In the records below, begin at the line containing "impl From<JsonRejection> for" and end at the line containing "#[tokio::main]"; quote every line in that span exactly, including both boundary lines, and no others.
___
use thiserror::Error;

// Crate-wide result alias
pub type RefractResult<T> = std::result::Result<T, RefractError>;

/// Typed resolver errors.
///
/// Everything except [`RefractError::Database`] is raised while the query plan
/// is being built, before any statement reaches the database.
#[derive(Debug, Error)]
pub enum RefractError {
    // Schema registry errors
    #[error("RefractError::DuplicateEntity: entity='{entity}'")]
    DuplicateEntity { entity: String },
    #[error("RefractError::UnknownEntity: entity='{entity}'")]
    UnknownEntity { entity: String },
    #[error("RefractError::DuplicateAssociation: source='{source_entity}' name='{name}'")]
    DuplicateAssociation { source_entity: String, name: String },
    #[error("RefractError::InvalidAssociation: name='{name}' reason='{reason}'")]
    InvalidAssociation { name: String, reason: String },
    #[error("RefractError::RegistryAlreadyInstalled")]
    RegistryAlreadyInstalled,

    // Include/plan errors
    #[error("RefractError::AssociationNotFound: source='{source_entity}' target='{target}'")]
    AssociationNotFound { source_entity: String, target: String },
    #[error("RefractError::AmbiguousAssociation: source='{source_entity}' target='{target}' candidates={candidates:?}")]
    AmbiguousAssociation {
        source_entity: String,
        target: String,
        candidates: Vec<String>,
    },
    #[error("RefractError::DuplicateAlias: alias='{alias}'")]
    DuplicateAlias { alias: String },
    #[error("RefractError::IncludeTooDeep: depth={depth} max={max}")]
    IncludeTooDeep { depth: usize, max: usize },
    #[error("RefractError::UnknownAttribute: entity='{entity}' attribute='{attribute}'")]
    UnknownAttribute { entity: String, attribute: String },
    #[error("RefractError::ConflictingAliasPredicate: alias='{alias}' column='{column}' detail='{detail}'")]
    ConflictingAliasPredicate {
        alias: String,
        column: String,
        detail: String,
    },
    #[error("RefractError::AmbiguousOrder: entity='{entity}' paginates across a row-multiplying include without an order")]
    AmbiguousOrder { entity: String },
    #[error("RefractError::QueryValidation: {message}")]
    QueryValidation { message: String },

    // Configuration errors
    #[error("RefractError::Config: key='{key}' message='{message}'")]
    Config { key: String, message: String },

    // Fetch-level failures pass through untouched
    #[error(transparent)]
    Database(#[from] sea_orm::DbErr),
}

impl RefractError {
    pub fn unknown_entity(entity: impl Into<String>) -> Self {
        Self::UnknownEntity {
            entity: entity.into(),
        }
    }

    pub fn unknown_attribute(entity: impl Into<String>, attribute: impl Into<String>) -> Self {
        Self::UnknownAttribute {
            entity: entity.into(),
            attribute: attribute.into(),
        }
    }

    pub fn query_validation(message: impl Into<String>) -> Self {
        Self::QueryValidation {
            message: message.into(),
        }
    }

    pub fn config(key: impl Into<String>, message: impl Into<String>) -> Self {
        Self::Config {
            key: key.into(),
            message: message.into(),
        }
    }

    /// True for errors raised while planning, i.e. before any fetch ran.
    pub fn is_plan_error(&self) -> bool {
        !matches!(self, Self::Database(_))
    }
}

impl From<RefractError> for sea_orm::DbErr {
    fn from(err: RefractError) -> Self {
        match err {
            RefractError::Database(inner) => inner,
            other => sea_orm::DbErr::Custom(other.to_string()),
        }
    }
}

impl From<sea_orm::sea_query::error::Error> for RefractError {
    fn from(err: sea_orm::sea_query::error::Error) -> Self {
        Self::query_validation(err.to_string())
    }
}

#[derive(Copy, Clone, Debug, PartialEq, Eq)]
pub enum SortOrder {
    Asc,
    Desc,
}

impl From<SortOrder> for sea_orm::Order {
    fn from(order: SortOrder) -> Self {
        match order {
            SortOrder::Asc => sea_orm::Order::Asc,
            SortOrder::Desc => sea_orm::Order::Desc,
        }
    }
}

/// One `ORDER BY` term on a root attribute.
#[derive(Clone, Debug, PartialEq, Eq)]
pub struct OrderSpec {
    pub column: String,
    pub order: SortOrder,
}

impl OrderSpec {
    pub fn asc(column: impl Into<String>) -> Self {
        Self {
            column: column.into(),
            order: SortOrder::Asc,
        }
    }

    pub fn desc(column: impl Into<String>) -> Self {
        Self {
            column: column.into(),
            order: SortOrder::Desc,
        }
    }
}

/// Conversion used by `order_by` on the query builders.
pub trait IntoOrderSpec {
    fn into_order_spec(self) -> OrderSpec;
}

impl IntoOrderSpec for OrderSpec {
    fn into_order_spec(self) -> OrderSpec {
        self
    }
}

impl<S: Into<String>> IntoOrderSpec for (S, SortOrder) {
    fn into_order_spec(self) -> OrderSpec {
        OrderSpec {
            column: self.0.into(),
            order: self.1,
        }
    }
}
use crate::entity_metadata::EntityHandle;
use crate::filter::Predicate;

/// One node of a nested `include`: which association to join, how to filter
/// it, and what to include beneath it.
#[derive(Clone, Debug)]
pub struct IncludeSpec {
    pub target: EntityHandle,
    pub alias: Option<String>,
    pub filter: Option<Predicate>,
    pub required: Option<bool>,
    pub include: Vec<IncludeSpec>,
}

impl IncludeSpec {
    pub fn new(target: &EntityHandle) -> Self {
        Self {
            target: target.clone(),
            alias: None,
            filter: None,
            required: None,
            include: Vec::new(),
        }
    }

    /// Select the association by its `as` name instead of by target.
    pub fn named(mut self, alias: impl Into<String>) -> Self {
        self.alias = Some(alias.into());
        self
    }

    /// Filter the included rows. Repeated calls are AND-ed.
    pub fn filter(mut self, predicate: Predicate) -> Self {
        self.filter = Some(match self.filter.take() {
            Some(existing) => existing.and(predicate),
            None => predicate,
        });
        self
    }

    /// Override whether a matching row is required for the parent to be
    /// returned. Filtered includes are required unless this says otherwise.
    pub fn required(mut self, required: bool) -> Self {
        self.required = Some(required);
        self
    }

    pub fn include(mut self, child: IncludeSpec) -> Self {
        self.include.push(child);
        self
    }
}

impl From<&EntityHandle> for IncludeSpec {
    fn from(target: &EntityHandle) -> Self {
        Self::new(target)
    }
}
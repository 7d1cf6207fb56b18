use crate::config::{database_url_from_env, ResolverConfig};
use crate::entity_metadata::{EntityHandle, SchemaRegistry};
use crate::key_types::RefractKey;
use crate::query_builders::{
    CountQueryBuilder, CreateManyQueryBuilder, CreateQueryBuilder, FindManyQueryBuilder,
    FindUniqueQueryBuilder, SetAssociationsQueryBuilder,
};
use crate::types::RefractResult;
use sea_orm::{Database, DatabaseConnection};
use std::sync::Arc;

/// Entry point for queries against one database and one frozen schema.
#[derive(Clone, Debug)]
pub struct RefractClient {
    db: DatabaseConnection,
    registry: Arc<SchemaRegistry>,
    config: ResolverConfig,
}

impl RefractClient {
    pub fn new(db: DatabaseConnection, registry: Arc<SchemaRegistry>) -> Self {
        Self {
            db,
            registry,
            config: ResolverConfig::default(),
        }
    }

    pub fn with_config(mut self, config: ResolverConfig) -> Self {
        self.config = config;
        self
    }

    /// Connect to `DATABASE_URL` (in-memory sqlite when unset) with settings
    /// from the `REFRACT_*` environment.
    pub async fn from_env(registry: Arc<SchemaRegistry>) -> RefractResult<Self> {
        let db = Database::connect(database_url_from_env()).await?;
        Ok(Self::new(db, registry).with_config(ResolverConfig::from_env()?))
    }

    pub fn db(&self) -> &DatabaseConnection {
        &self.db
    }

    pub fn registry(&self) -> &SchemaRegistry {
        &self.registry
    }

    pub fn config(&self) -> &ResolverConfig {
        &self.config
    }

    /// Create every registered table; with `force`, drop them first.
    pub async fn sync(&self, force: bool) -> RefractResult<()> {
        crate::sync::sync(&self.db, &self.registry, force).await
    }

    pub fn find_all(&self, entity: &EntityHandle) -> FindManyQueryBuilder<'_, DatabaseConnection> {
        FindManyQueryBuilder::new(&self.db, &self.registry, &self.config, entity)
    }

    pub fn find(
        &self,
        entity: &EntityHandle,
        key: impl Into<RefractKey>,
    ) -> FindUniqueQueryBuilder<'_, DatabaseConnection> {
        FindUniqueQueryBuilder::new(&self.db, &self.registry, &self.config, entity, key.into())
    }

    pub fn count(&self, entity: &EntityHandle) -> CountQueryBuilder<'_, DatabaseConnection> {
        CountQueryBuilder::new(&self.db, &self.registry, &self.config, entity)
    }

    pub fn create(&self, entity: &EntityHandle) -> CreateQueryBuilder<'_, DatabaseConnection> {
        CreateQueryBuilder::new(&self.db, &self.registry, &self.config, entity)
    }

    pub fn bulk_create(&self, entity: &EntityHandle) -> CreateManyQueryBuilder<'_, DatabaseConnection> {
        CreateManyQueryBuilder::new(&self.db, &self.registry, &self.config, entity)
    }

    /// Replace the rows linked to `key` through the hasMany or belongsToMany
    /// association `association` of `source`.
    pub fn set_associations<K, I>(
        &self,
        source: &EntityHandle,
        association: &str,
        key: K,
        targets: I,
    ) -> SetAssociationsQueryBuilder<'_, DatabaseConnection>
    where
        K: Into<RefractKey>,
        I: IntoIterator,
        I::Item: Into<RefractKey>,
    {
        SetAssociationsQueryBuilder::new(
            &self.db,
            &self.registry,
            source,
            association,
            key.into(),
            targets.into_iter().map(Into::into).collect(),
        )
    }
}
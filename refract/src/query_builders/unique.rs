use crate::config::ResolverConfig;
use crate::entity_metadata::{EntityHandle, SchemaRegistry};
use crate::filter::Predicate;
use crate::hydrate::Record;
use crate::include::IncludeSpec;
use crate::key_types::RefractKey;
use crate::query_builders::relation_fetcher::{RowFetcher, SeaOrmRowFetcher};
use crate::resolver::{QueryResolver, QueryShape};
use crate::types::{RefractError, RefractResult};
use sea_orm::ConnectionTrait;

/// Query builder for finding one entity row by primary key
pub struct FindUniqueQueryBuilder<'a, C: ConnectionTrait> {
    pub conn: &'a C,
    pub registry: &'a SchemaRegistry,
    pub config: &'a ResolverConfig,
    pub root: EntityHandle,
    pub key: RefractKey,
    pub includes: Vec<IncludeSpec>,
}

impl<'a, C: ConnectionTrait> FindUniqueQueryBuilder<'a, C> {
    pub fn new(
        conn: &'a C,
        registry: &'a SchemaRegistry,
        config: &'a ResolverConfig,
        root: &EntityHandle,
        key: RefractKey,
    ) -> Self {
        Self {
            conn,
            registry,
            config,
            root: root.clone(),
            key,
            includes: Vec::new(),
        }
    }

    /// Add an association to fetch with the row
    pub fn with<T: Into<IncludeSpec>>(mut self, include: T) -> Self {
        self.includes.push(include.into());
        self
    }

    fn shape(&self) -> RefractResult<QueryShape> {
        let entity = self.registry.resolve(&self.root)?;
        let (pk, ty) = entity.single_primary_key().ok_or_else(|| {
            RefractError::query_validation(format!(
                "'{}' has a composite primary key; use find_all with a filter",
                entity.name
            ))
        })?;
        let mut shape = QueryShape::new(&self.root);
        shape.includes = self.includes.clone();
        shape.filter = Some(Predicate::eq(pk, self.key.to_db_value(ty)));
        Ok(shape)
    }

    pub async fn exec_with(self, fetcher: &dyn RowFetcher) -> RefractResult<Option<Record>> {
        let resolver = QueryResolver::new(self.registry, self.config);
        let resolved = resolver.resolve(&self.shape()?)?;
        let records = resolver
            .run("FindUniqueQueryBuilder", &resolved, fetcher)
            .await?;
        Ok(records.into_iter().next())
    }

    /// Execute the query and return a single result
    pub async fn exec(self) -> RefractResult<Option<Record>>
    where
        C: Send + Sync,
    {
        let conn = self.conn;
        self.exec_with(&SeaOrmRowFetcher::new(conn)).await
    }
}
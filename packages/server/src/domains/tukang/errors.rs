use thiserror::Error;

use crate::domains::tukang::validation::ValidationErrors;
use crate::kernel::StorageError;

/// Failures of the tukang activities, independent of transport
#[derive(Error, Debug)]
pub enum TukangError {
    #[error("Validation failed: {0}")]
    Validation(#[from] ValidationErrors),

    #[error("Tukang not found")]
    NotFound,

    #[error("Storage error: {0}")]
    Storage(#[from] StorageError),
}

pub type TukangResult<T> = Result<T, TukangError>;
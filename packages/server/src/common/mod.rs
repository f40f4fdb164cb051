// Common types shared across the application

pub mod entity_ids;

pub use entity_ids::*;
use serde::{Deserialize, Serialize};

use crate::domains::tukang::models::{format_timestamp, Skill, Tukang};

pub const REGISTERED_MESSAGE: &str = "Tukang berhasil didaftarkan";
pub const DELETED_MESSAGE: &str = "Tukang berhasil dihapus";

/// Tukang as returned by the API
#[derive(Debug, Clone, Serialize, Deserialize, PartialEq, Eq)]
pub struct TukangData {
    pub id: String,
    pub name: String,
    pub skills: Skill,
    pub city: String,
    pub whatsapp_number: String,
    /// RFC 3339, microsecond precision, UTC
    pub created_at: String,
}

impl From<Tukang> for TukangData {
    fn from(tukang: Tukang) -> Self {
        Self {
            id: tukang.id.to_string(),
            name: tukang.name,
            skills: tukang.skills,
            city: tukang.city,
            whatsapp_number: tukang.whatsapp_number,
            created_at: format_timestamp(&tukang.created_at),
        }
    }
}

/// Input for registering a new tukang.
///
/// Fields are optional so that a missing field is reported by validation
/// alongside every other failing field.
#[derive(Debug, Clone, Default, Serialize, Deserialize)]
pub struct RegisterTukangInput {
    pub name: Option<String>,
    pub skills: Option<String>,
    pub city: Option<String>,
    pub whatsapp_number: Option<String>,
}

#[derive(Debug, Clone, Serialize, Deserialize, PartialEq, Eq)]
pub struct RegisterTukangResult {
    pub success: bool,
    pub message: String,
    pub id: String,
}

#[derive(Debug, Clone, Serialize, Deserialize, PartialEq, Eq)]
pub struct DeleteTukangResult {
    pub success: bool,
    pub message: String,
}
//! Kernel module - server infrastructure and dependencies.

pub mod deps;
pub mod memory_store;
pub mod postgres_store;
pub mod test_dependencies;
pub mod traits;

pub use deps::ServerDeps;
pub use memory_store::InMemoryDocumentStore;
pub use postgres_store::PostgresDocumentStore;
pub use test_dependencies::{FailingDocumentStore, TestDependencies};
pub use traits::*;
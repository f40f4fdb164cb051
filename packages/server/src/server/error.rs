//! Mapping of domain errors onto HTTP responses.
//!
//! Bodies keep the `{"detail": ...}` shape API clients already parse.

use axum::{
    extract::rejection::JsonRejection,
    http::StatusCode,
    response::{IntoResponse, Response},
    Json,
};
use serde_json::{json, Value};

use crate::domains::tukang::{FieldError, TukangError};

#[derive(Debug)]
pub enum ApiError {
    /// Field-level validation failures (422)
    Validation(Vec<FieldError>),
    /// Target id does not exist (404)
    NotFound,
    /// Request could not be read at all (400)
    BadRequest(String),
    /// Store failure (500)
    Internal(String),
}

impl ApiError {
    pub fn status(&self) -> StatusCode {
        match self {
            ApiError::Validation(_) => StatusCode::UNPROCESSABLE_ENTITY,
            ApiError::NotFound => StatusCode::NOT_FOUND,
            ApiError::BadRequest(_) => StatusCode::BAD_REQUEST,
            ApiError::Internal(_) => StatusCode::INTERNAL_SERVER_ERROR,
        }
    }

    fn detail(&self) -> Value {
        match self {
            ApiError::Validation(errors) => json!(errors),
            ApiError::NotFound => json!("Tukang not found"),
            ApiError::BadRequest(message) | ApiError::Internal(message) => json!(message),
        }
    }
}

impl From<TukangError> for ApiError {
    fn from(err: TukangError) -> Self {
        match err {
            TukangError::Validation(errors) => ApiError::Validation(errors.into_errors()),
            TukangError::NotFound => ApiError::NotFound,
            TukangError::Storage(e) => {
                tracing::error!(error = %e, "Document store operation failed");
                ApiError::Internal(e.to_string())
            }
        }
    }
}

impl From<JsonRejection> for ApiError {
    fn from(rejection: JsonRejection) -> Self {
        match rejection {
            // Well-formed JSON with the wrong shape, e.g. a number where text belongs.
            JsonRejection::JsonDataError(e) => {
                ApiError::Validation(vec![FieldError::new("body", e.body_text())])
            }
            other => ApiError::BadRequest(other.body_text()),
        }
    }
}

impl IntoResponse for ApiError {
    fn into_response(self) -> Response {
        (self.status(), Json(json!({ "detail": self.detail() }))).into_response()
    }
}
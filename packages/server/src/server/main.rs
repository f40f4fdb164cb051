// Main entry point for API server

use std::sync::Arc;

use anyhow::{Context, Result};
use server_core::kernel::{PostgresDocumentStore, ServerDeps};
use server_core::{server::build_app, Config};
use sqlx::postgres::PgPoolOptions;
use tracing_subscriber::{layer::SubscriberExt, util::SubscriberInitExt};

#[tokio::main]
async fn main() -> Result<()> {
    // Initialize logging
    tracing_subscriber::registry()
        .with(
            tracing_subscriber::EnvFilter::try_from_default_env()
                .unwrap_or_else(|_| "info,server_core=debug,sqlx=warn".into()),
        )
        .with(tracing_subscriber::fmt::layer())
        .init();

    tracing::info!("Starting Jasa Tukang Hemat API");

    // Load configuration
    let config = Config::from_env().context("Failed to load configuration")?;
    tracing::info!("Configuration loaded");

    // Connect to database
    tracing::info!("Connecting to database...");
    let pool = PgPoolOptions::new()
        .max_connections(config.database_max_connections)
        .connect(&config.database_url)
        .await
        .context("Failed to connect to database")?;
    tracing::info!("Database connected");

    // Run migrations
    tracing::info!("Running database migrations...");
    sqlx::migrate!("./migrations")
        .run(&pool)
        .await
        .context("Failed to run migrations")?;
    tracing::info!("Migrations complete");

    // Build application
    let store = Arc::new(PostgresDocumentStore::new(pool.clone()));
    let app = build_app(ServerDeps::new(store));

    // Start server
    let addr = format!("0.0.0.0:{}", config.port);
    tracing::info!("Starting server on {}", addr);
    tracing::info!("Health check: http://localhost:{}/api/health", config.port);

    let listener = tokio::net::TcpListener::bind(&addr)
        .await
        .context("Failed to bind to address")?;

    axum::serve(listener, app)
        .with_graceful_shutdown(shutdown_signal())
        .await
        .context("Server error")?;

    tracing::info!("Shutting down, closing database pool");
    pool.close().await;

    Ok(())
}

async fn shutdown_signal() {
    if let Err(e) = tokio::signal::ctrl_c().await {
        tracing::error!(error = %e, "Failed to listen for shutdown signal");
        std::future::pending::<()>().await;
    }
}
___
Task output>
impl From<JsonRejection> for ApiError {
    fn from(rejection: JsonRejection) -> Self {
        match rejection {
            // Well-formed JSON with the wrong shape, e.g. a number where text belongs.
            JsonRejection::JsonDataError(e) => {
                ApiError::Validation(vec![FieldError::new("body", e.body_text())])
            }
            other => ApiError::BadRequest(other.body_text()),
        }
    }
}

impl IntoResponse for ApiError {
    fn into_response(self) -> Response {
        (self.status(), Json(json!({ "detail": self.detail() }))).into_response()
    }
}
filename packages/server/src/server/main.rs
repository f40f4fdb164cb051
// Main entry point for API server

use std::sync::Arc;

use anyhow::{Context, Result};
use server_core::kernel::{PostgresDocumentStore, ServerDeps};
use server_core::{server::build_app, Config};
use sqlx::postgres::PgPoolOptions;
use tracing_subscriber::{layer::SubscriberExt, util::SubscriberInitExt};

#[tokio::main]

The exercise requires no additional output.